Writers... close your mouths... It's a bit of pipe dream... not that it couldn't happen... I might write a book on it... I did try setting my alarm for 4 am to see if something would arrive at that moment... something did... anger - anger and a headache - you can't stimulate creativity by depriving yourself of sleep. The result is a figure that looks strikingly like me... big dark eye bags, faint expression of impending collapse resembling something similar to intense concentration and laughing in a similar manner to that of a pantomime horse at... well... anything really.
The poem I've drafted below was a humble effort last night of where the inspiration came from a source currently hazed by the deep fog of meeting times, deadlines and shopping lists. It could have come from the chat I engaged in with a few family members about our funeral playlists (we're a macabre bunch). I was personally vying for 'highway to hell' just so it would stick in mind, either that of Clair -de- Lune - both similar in potency. My mother's dead set - (completely unintentional pun) on Eva Cassidy's 'Over the Rainbow', my grandma either a hymn buried far back in the midsts of time that she heard in Church 4 years ago. It contained the word sheep, so that really narrows it down - on failing to unearth that hidden religious gem she will also find a selection of the best of the Beach Boys perfectly adequate, and that is in fact on the bottom shelf underneath the stereo for future reference. Another copy stowed in the glove compartment of her Mini apparently. Or on sale at HMV for £3.95. Unlike myself, she is far too prepared for her own good. It would not come as any surprise to me if she made picnic baskets in preparation for nuclear warfare (though after certain political outcomes recently I will not knock her for her precautions...)
Anyway, as often I digress, and I will now lay below an appallingly awful poem which was conceived (not at 4 am) but some ungodly hour of the previous evening. May it be a warning to all writers that midnight musing has mixed results, I will let you judge that for yourselves:
When my husband past, On that foggy evening Somewhere south of Holland Park Where, cloaked, and intoxicated On despair and tenderness In equal measure I fumbled for change in the hospital carpark.
As the backstreets, Dimly lit
With the neon vibrancy Of 90’s TV sets and smashed vacuum Cleaners, lay dead on the pavement.
Concerning calls became Irritating intrusion And in bed he was replaced with his shirts an illusion Accompanied by his unwashed underwear. As I rose in the night and Trampled the well wishes Of those known and not so known Who couldn’t help - But break my door down.
I was insensitive To my daughter Whose tears I labelled crocodile Verbally beating My son in law Who slowly bled my husband's will. Until I was left with My name to an abandoned garage 14 miles from Battersea.
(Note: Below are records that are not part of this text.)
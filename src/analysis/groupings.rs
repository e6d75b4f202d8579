//! Groups extracted records into per-source yearly series.

use crate::analysis::period::year_from_period;
use crate::categories::CategoryTable;
use crate::model::{Record, YearlySeries};
use serde::Serialize;
use std::collections::BTreeSet;
use tracing::warn;

/// What happened to each input record.
#[derive(Debug, Clone, Default, PartialEq, Serialize)]
pub struct ClassificationSummary {
    pub total: usize,
    pub kept: usize,
    pub unknown_category: usize,
    pub no_year: usize,
    pub below_min_year: usize,
    pub duplicate_years: usize,
    /// Metric cells that were missing or non-numeric and became 0.
    pub coerced_values: usize,
    /// Distinct trimmed keys that matched no source.
    pub unknown_keys: BTreeSet<String>,
}

impl ClassificationSummary {
    pub fn dropped(&self) -> usize {
        self.total - self.kept
    }
}

/// Classifies, dates and inserts every record.
///
/// Pure: the same records and table always give the same series. Records
/// with unknown keys or non-annual periods are dropped and counted; for a
/// repeated (source, year) the first row is kept.
pub fn build_series(
    records: &[Record],
    table: &CategoryTable,
    min_year: Option<i32>,
) -> (YearlySeries, ClassificationSummary) {
    let mut series = YearlySeries::new();
    let mut summary = ClassificationSummary {
        total: records.len(),
        ..Default::default()
    };

    for record in records {
        let Some(source) = table.classify(&record.key) else {
            summary.unknown_category += 1;
            summary.unknown_keys.insert(record.key.trim().to_string());
            continue;
        };
        let Some(year) = year_from_period(&record.period) else {
            summary.no_year += 1;
            continue;
        };
        if min_year.is_some_and(|min| year < min) {
            summary.below_min_year += 1;
            continue;
        }
        if series.insert(source, year, record.metrics) {
            summary.kept += 1;
        } else {
            warn!(%source, year, key = record.key.trim(), "duplicate year, keeping first row");
            summary.duplicate_years += 1;
        }
    }

    (series, summary)
}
When those that ‘cared’ Threw flowers in his grave And wondered where The lack-lust lover - Then turned wife Had laid her head.
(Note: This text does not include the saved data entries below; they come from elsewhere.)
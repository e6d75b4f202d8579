/// End-to-end pipeline scenarios against a scripted CBS feed
///
/// These tests run fetch → classify → aggregate → export → verify with an
/// in-memory page source, so they need no network access.
///
/// Run with: cargo test --test pipeline_scenarios
mod common;

use cbs_renewables::analysis::{analyse, classify::ClassifierStrategy};
use cbs_renewables::config::Config;
use cbs_renewables::export;
use cbs_renewables::ingest::cbs::fetch_dataset;
use cbs_renewables::model::{EnergySource, FatalKind, FetchError, Metrics};
use cbs_renewables::pipeline::{PipelineError, run_pipeline};
use cbs_renewables::reference::{ReferenceEntry, ReferenceTable};
use cbs_renewables::verify::{CheckStatus, Tolerances, verify};
use common::*;
use pretty_assertions::assert_eq;
use std::collections::HashSet;

// ---------------------------------------------------------------------------
// Test Helpers
// ---------------------------------------------------------------------------

fn onshore_reference(years: &[(i32, f64, f64)]) -> ReferenceTable {
    ReferenceTable::from_entries(years.iter().map(|&(year, production, capacity)| ReferenceEntry {
        category: EnergySource::OnshoreWind,
        year,
        production,
        capacity,
    }))
}

fn onshore_rows() -> Vec<cbs_renewables::model::RawRecord> {
    vec![
        cbs_row(1, "E006637 ", "2022JJ00", 13134.0, 6131.0),
        cbs_row(2, "E006637 ", "2023JJ00", 17482.0, 6692.0),
        cbs_row(3, "E006637 ", "2024JJ00", 17657.0, 6955.0),
    ]
}

// ---------------------------------------------------------------------------
// Verification scenarios
// ---------------------------------------------------------------------------

#[test]
fn test_onshore_wind_matching_reference_passes() {
    let config = Config::default();
    let start = start_url(&config);
    let source = ScriptedSource::new().respond(&start, Ok(page(onshore_rows(), None)));

    let outcome = fetch_dataset(&source, &config.source, instant_retry()).unwrap();
    let analysed = analyse(&outcome.records, &config, ClassifierStrategy::Static).unwrap();

    let reference = onshore_reference(&[
        (2022, 13134.0, 6131.0),
        (2023, 17482.0, 6692.0),
        (2024, 17657.0, 6955.0),
    ]);
    let report = verify(&analysed.series, &reference, Tolerances::default());

    assert_eq!(report.summary.total, 6);
    assert!(report.checks.iter().all(|c| c.status == CheckStatus::Pass));
    assert!(report.passed());
}

#[test]
fn test_reference_year_absent_from_feed_fails_run() {
    let config = Config::default();
    let analysed = analyse(&onshore_rows(), &config, ClassifierStrategy::Static).unwrap();

    let reference = onshore_reference(&[
        (2021, 11000.0, 5300.0),
        (2022, 13134.0, 6131.0),
        (2023, 17482.0, 6692.0),
        (2024, 17657.0, 6955.0),
    ]);
    let report = verify(&analysed.series, &reference, Tolerances::default());

    let failing: Vec<_> = report
        .checks
        .iter()
        .filter(|c| c.status != CheckStatus::Pass)
        .map(|c| (c.year, c.status))
        .collect();
    assert_eq!(failing, vec![(2021, CheckStatus::Missing), (2021, CheckStatus::Missing)]);
    assert_eq!(report.summary.passed, 6);
    assert!(!report.passed());
}

#[test]
fn test_builtin_reference_against_full_feed() {
    let mut rows = onshore_rows();
    rows.extend([
        cbs_row(10, "E006638 ", "2022JJ00", 7936.0, 2570.0),
        cbs_row(11, "E006638 ", "2023JJ00", 11553.0, 4110.0),
        cbs_row(12, "E006638 ", "2024JJ00", 15182.0, 4748.0),
        cbs_row(20, "E006590 ", "2022JJ00", 16657.0, 17356.0),
        cbs_row(21, "E006590 ", "2023JJ00", 19607.0, 21957.0),
        cbs_row(22, "E006590 ", "2024JJ00", 21822.0, 24772.0),
        cbs_row(30, "T001028 ", "2023JJ00", 60000.0, 40000.0),
    ]);
    let config = Config::default();

    for strategy in [ClassifierStrategy::Static, ClassifierStrategy::Discover] {
        let analysed = analyse(&rows, &config, strategy).unwrap();
        assert!(analysed.unresolved.is_empty(), "{:?}", strategy);
        assert_eq!(analysed.summary.unknown_category, 1);
        let report = verify(&analysed.series, &config.reference_table(), config.tolerances());
        assert!(report.passed(), "{:?} should verify", strategy);
    }
}

#[test]
fn test_empty_metric_becomes_zero_not_error() {
    let mut row = cbs_row(1, "E006590 ", "2023JJ00", 0.0, 21957.0);
    row.insert("NetProductionOfElectricity_3".into(), serde_json::json!(""));
    let analysed = analyse(&[row], &Config::default(), ClassifierStrategy::Static).unwrap();
    assert_eq!(
        analysed.series.get(EnergySource::Solar, 2023),
        Some(&Metrics::new(0.0, 21957.0))
    );
    assert_eq!(analysed.summary.coerced_values, 1);
}

// ---------------------------------------------------------------------------
// Pagination scenarios
// ---------------------------------------------------------------------------

#[test]
fn test_three_pages_with_flaky_second_page() {
    let config = Config::default();
    let start = start_url(&config);
    let p2 = "https://opendata.cbs.nl/ODataApi/odata/82610ENG/TypedDataSet?$skiptoken=Id%2010000";
    let p3 = "https://opendata.cbs.nl/ODataApi/odata/82610ENG/TypedDataSet?$skiptoken=Id%2020000";

    let source = ScriptedSource::new()
        .respond(&start, Ok(page(vec![cbs_row(1, "E006590 ", "2022JJ00", 1.0, 1.0)], Some(p2))))
        .respond(p2, Err(timeout()))
        .respond(p2, Err(timeout()))
        .respond(
            p2,
            Ok(page(
                vec![
                    cbs_row(2, "E006590 ", "2023JJ00", 2.0, 2.0),
                    cbs_row(3, "E006637 ", "2023JJ00", 3.0, 3.0),
                ],
                Some(p3),
            )),
        )
        .respond(p3, Ok(page(vec![cbs_row(4, "E006638 ", "2023JJ00", 4.0, 4.0)], None)));

    let outcome = fetch_dataset(&source, &config.source, instant_retry()).unwrap();

    assert_eq!(outcome.pages, 3);
    assert_eq!(outcome.retries, 2);
    assert_eq!(source.request_count(p2), 3);
    assert_eq!(source.request_count(p3), 1);

    let ids: Vec<i64> = outcome
        .records
        .iter()
        .map(|r| r["ID"].as_i64().unwrap())
        .collect();
    assert_eq!(ids, vec![1, 2, 3, 4]);
    let unique: HashSet<i64> = ids.iter().copied().collect();
    assert_eq!(unique.len(), ids.len());
}

#[test]
fn test_failed_page_aborts_without_partial_workbook() {
    let dir = tempfile::tempdir().unwrap();
    let config = test_config(dir.path());
    let source = ScriptedSource::new()
        .respond(&start_url(&config), Ok(page(onshore_rows(), Some("page-2"))))
        .respond("page-2", Err(timeout()))
        .respond("page-2", Err(timeout()))
        .respond("page-2", Err(timeout()));

    let err = run_pipeline(&source, &config, ClassifierStrategy::Static).unwrap_err();

    assert!(matches!(
        err,
        PipelineError::Fetch(FetchError::Exhausted { attempts: 3, .. })
    ));
    assert_eq!(source.request_count("page-2"), 3);
    assert!(!config.output.path.exists());
}

#[test]
fn test_client_error_is_not_retried() {
    let config = Config::default();
    // nothing scripted: the source answers 404
    let source = ScriptedSource::new();
    let err = fetch_dataset(&source, &config.source, instant_retry()).unwrap_err();
    assert!(matches!(err, FetchError::Fatal { kind: FatalKind::HttpStatus, .. }));
    assert_eq!(source.requests.borrow().len(), 1);
}

// ---------------------------------------------------------------------------
// Full runs
// ---------------------------------------------------------------------------

#[test]
fn test_full_run_writes_workbook_then_verifies() {
    let dir = tempfile::tempdir().unwrap();
    let mut config = test_config(dir.path());
    config.reference = vec![ReferenceEntry {
        category: EnergySource::OnshoreWind,
        year: 2023,
        production: 17482.0,
        capacity: 6692.0,
    }];
    let source = ScriptedSource::new().respond(&start_url(&config), Ok(page(onshore_rows(), None)));

    let run = run_pipeline(&source, &config, ClassifierStrategy::Static).unwrap();

    assert_eq!(run.records, 3);
    assert_eq!(run.pages, 1);
    assert_eq!(run.sheets, vec!["Onshore Wind"]);
    assert!(run.exported());
    assert!(config.output.path.exists());
    assert!(run.report.passed());
}

#[test]
fn test_nothing_classified_still_verifies_as_missing() {
    let dir = tempfile::tempdir().unwrap();
    let config = test_config(dir.path());

    for (strategy, unresolved) in [(ClassifierStrategy::Static, 0), (ClassifierStrategy::Discover, 3)] {
        let source = ScriptedSource::new().respond(
            &start_url(&config),
            Ok(page(vec![cbs_row(1, "T001028 ", "2023JJ00", 60000.0, 40000.0)], None)),
        );
        let run = run_pipeline(&source, &config, strategy).unwrap();

        assert!(run.analysis.series.is_empty());
        assert_eq!(run.analysis.unresolved.len(), unresolved);
        assert!(!run.exported());
        assert!(!config.output.path.exists());
        assert_eq!(run.report.summary.total, 18);
        assert_eq!(run.report.summary.missing, 18);
        assert!(!run.report.passed(), "{:?} must fail verification", strategy);
    }
}

// ---------------------------------------------------------------------------
// Export
// ---------------------------------------------------------------------------

#[test]
fn test_export_after_fetch() {
    let config = Config::default();
    let analysed = analyse(&onshore_rows(), &config, ClassifierStrategy::Static).unwrap();
    let dir = tempfile::tempdir().unwrap();
    let path = dir.path().join("out.xlsx");

    let sheets = export::write_workbook(&analysed.series, &path).unwrap();
    assert_eq!(sheets, vec!["Onshore Wind"]);

    let file = std::fs::File::open(&path).unwrap();
    let archive = zip::ZipArchive::new(file).unwrap();
    let names: HashSet<&str> = archive.file_names().collect();
    assert!(names.contains("xl/worksheets/sheet1.xml"));
    assert!(!names.contains("xl/worksheets/sheet2.xml"));
}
I approached a glass Of Albarola In a fragrant piazza 12 miles from Rome Sniffing salt water As they did the orchids On the casket.
Away from the eyes That sought to pry In my grief and Cucumber sandwiches -
I met with my lover.
My source of passion Was his laughter Devour aged Camembert and playing With hair We had passed out On the bank of A dirt track In the evening sun. Living purely For next bite and next kiss. We awoke to facial pains and Hardened bread: Alone, To laze upon the Weeping pines I toast him With a glass of Dry white wine.